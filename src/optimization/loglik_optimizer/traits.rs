//! loglik_optimizer::traits — objective interface, optimizer options and
//! the normalized optimizer result.
//!
//! Every GAS mode search maximizes `ℓ(θ)` over the unconstrained latent
//! vector: the log-likelihood for MLE, the log-posterior otherwise. Models
//! implement [`LogLikelihood`] for that objective and return `∇ℓ(θ)` from
//! `grad` when they have it; the argmin adapter negates both.
//!
//! The bottom of the file holds the small numeric checks shared by the
//! options, the outcome and the finite-difference code.
use crate::optimization::{
    errors::{OptError, OptResult},
    loglik_optimizer::types::{Cost, FnEvalMap, Grad, Hessian, Theta},
};
use argmin::core::TerminationStatus;
use argmin_math::ArgminL2Norm;
use std::str::FromStr;

/// Objective maximized by [`maximize`](super::maximize).
///
/// `check` runs once on the start vector; `value` and `grad` run at every
/// trial point and report infeasible points as errors. Without a `grad`
/// override the adapter differentiates `value` numerically.
pub trait LogLikelihood {
    type Data: 'static;

    fn value(&self, theta: &Theta, data: &Self::Data) -> OptResult<Cost>;
    fn check(&self, theta: &Theta, data: &Self::Data) -> OptResult<()>;

    fn grad(&self, _theta: &Theta, _data: &Self::Data) -> OptResult<Grad> {
        Err(OptError::GradientNotImplemented)
    }
}

/// Line search paired with L-BFGS. Parses case-insensitively from
/// `"MoreThuente"` and `"HagerZhang"`.
#[derive(Debug, Clone, Copy, PartialEq, Eq)]
pub enum LineSearcher {
    MoreThuente,
    HagerZhang,
}

impl FromStr for LineSearcher {
    type Err = OptError;

    fn from_str(s: &str) -> Result<Self, Self::Err> {
        if s.eq_ignore_ascii_case("morethuente") {
            Ok(LineSearcher::MoreThuente)
        } else if s.eq_ignore_ascii_case("hagerzhang") {
            Ok(LineSearcher::HagerZhang)
        } else {
            Err(OptError::InvalidLineSearch {
                name: s.to_string(),
                reason: "Valid options are case insensitive 'MoreThuente' or 'HagerZhang'.",
            })
        }
    }
}

/// Settings for one L-BFGS mode search.
///
/// The default stops on a gradient norm of `1e-6` or after 300 iterations,
/// uses More–Thuente and the crate's default history size. `verbose` only
/// has an effect with the `obs_slog` feature; `new` leaves it off.
#[derive(Debug, Clone, PartialEq)]
pub struct MLEOptions {
    pub tols: Tolerances,
    pub line_searcher: LineSearcher,
    pub verbose: bool,
    pub lbfgs_mem: Option<usize>,
}

impl MLEOptions {
    /// # Errors
    /// `OptError::InvalidLBFGSMem` when `lbfgs_mem` is `Some(0)`.
    pub fn new(
        tols: Tolerances, line_searcher: LineSearcher, lbfgs_mem: Option<usize>,
    ) -> OptResult<Self> {
        if lbfgs_mem == Some(0) {
            return Err(OptError::InvalidLBFGSMem {
                mem: 0,
                reason: "L-BFGS memory must be greater than zero.",
            });
        }
        Ok(Self { tols, line_searcher, verbose: false, lbfgs_mem })
    }
}

impl Default for MLEOptions {
    fn default() -> Self {
        Self {
            tols: Tolerances { tol_grad: Some(1e-6), tol_cost: None, max_iter: Some(300) },
            line_searcher: LineSearcher::MoreThuente,
            verbose: false,
            lbfgs_mem: None,
        }
    }
}

/// Stopping rules: gradient norm, cost change and iteration cap.
///
/// Each rule is optional, but a run needs at least one of them.
#[derive(Debug, Clone, Copy, PartialEq)]
pub struct Tolerances {
    pub tol_grad: Option<f64>,
    pub tol_cost: Option<f64>,
    pub max_iter: Option<usize>,
}

impl Tolerances {
    /// # Errors
    /// - `NoTolerancesProvided` when every rule is `None`.
    /// - `InvalidTolGrad` / `InvalidTolCost` for a tolerance that is not a
    ///   finite positive number.
    /// - `InvalidMaxIter` for a zero iteration cap.
    pub fn new(
        tol_grad: Option<f64>, tol_cost: Option<f64>, max_iter: Option<usize>,
    ) -> OptResult<Self> {
        if tol_grad.is_none() && tol_cost.is_none() && max_iter.is_none() {
            return Err(OptError::NoTolerancesProvided);
        }
        if let Some(tol) = tol_cost {
            positive_tolerance(tol)
                .map_err(|reason| OptError::InvalidTolCost { tol, reason })?;
        }
        if let Some(tol) = tol_grad {
            positive_tolerance(tol)
                .map_err(|reason| OptError::InvalidTolGrad { tol, reason })?;
        }
        if max_iter == Some(0) {
            return Err(OptError::InvalidMaxIter {
                max_iter: 0,
                reason: "Maximum iterations must be greater than zero.",
            });
        }
        Ok(Self { tol_grad, tol_cost, max_iter })
    }
}

/// Result of [`maximize`](super::maximize), on the objective scale.
///
/// `value` is `ℓ(θ̂)`, never the cost. `converged` is false only when argmin
/// stopped without a termination reason; `status` is that reason as text.
/// `fn_evals` keeps argmin's counter names (`cost_count`, `gradient_count`).
#[derive(Debug, Clone, PartialEq)]
pub struct OptimOutcome {
    pub theta_hat: Theta,
    pub value: f64,
    pub converged: bool,
    pub status: String,
    pub iterations: usize,
    pub fn_evals: FnEvalMap,
    pub grad_norm: Option<f64>,
}

impl OptimOutcome {
    /// Package the final solver state.
    ///
    /// # Errors
    /// - `MissingThetaHat` when the solver never recorded a best parameter.
    /// - `InvalidThetaHat` for the first non-finite coordinate of `θ̂`.
    /// - `NonFiniteCost` when `value` is not finite.
    pub fn new(
        theta_hat: Option<Theta>, value: f64, termination: TerminationStatus, iterations: u64,
        fn_evals: FnEvalMap, grad: Option<Grad>,
    ) -> OptResult<Self> {
        let theta_hat = theta_hat.ok_or(OptError::MissingThetaHat)?;
        if let Some((index, &value)) = first_non_finite(theta_hat.iter()) {
            return Err(OptError::InvalidThetaHat {
                index,
                value,
                reason: "Parameter estimates must be finite.",
            });
        }
        if !value.is_finite() {
            return Err(OptError::NonFiniteCost { value });
        }
        let (converged, status) = match termination {
            TerminationStatus::NotTerminated => (false, "Not terminated".to_string()),
            other => (true, format!("{other:?}")),
        };
        Ok(Self {
            theta_hat,
            value,
            converged,
            status,
            iterations: iterations as usize,
            fn_evals,
            grad_norm: grad.map(|g| g.l2_norm()),
        })
    }
}

// ---- Checks ----

fn positive_tolerance(tol: f64) -> Result<(), &'static str> {
    if !tol.is_finite() {
        Err("Tolerance must be finite.")
    } else if tol <= 0.0 {
        Err("Tolerance must be positive.")
    } else {
        Ok(())
    }
}

fn first_non_finite<'a, I>(values: I) -> Option<(usize, &'a f64)>
where
    I: Iterator<Item = &'a f64>,
{
    values.enumerate().find(|(_, v)| !v.is_finite())
}

/// Reject a gradient of the wrong length or with a non-finite entry.
pub fn validate_grad(grad: &Grad, dim: usize) -> OptResult<()> {
    if grad.len() != dim {
        return Err(OptError::GradientDimMismatch { expected: dim, found: grad.len() });
    }
    match first_non_finite(grad.iter()) {
        Some((index, &value)) => Err(OptError::InvalidGradient {
            index,
            value,
            reason: "Gradient elements must be finite.",
        }),
        None => Ok(()),
    }
}

/// Reject a Hessian that is not `dim × dim` or holds a non-finite entry.
pub fn validate_hessian(hessian: &Hessian, dim: usize) -> OptResult<()> {
    if hessian.dim() != (dim, dim) {
        return Err(OptError::HessianDimMismatch { expected: dim, found: hessian.dim() });
    }
    match hessian.indexed_iter().find(|(_, v)| !v.is_finite()) {
        Some(((row, col), &value)) => Err(OptError::InvalidHessian { row, col, value }),
        None => Ok(()),
    }
}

○ ○ ○ ○ ○

• [Task directions] For the word "when", tally the lines above that hold it and answer with the number alone.

• [Your solution] 6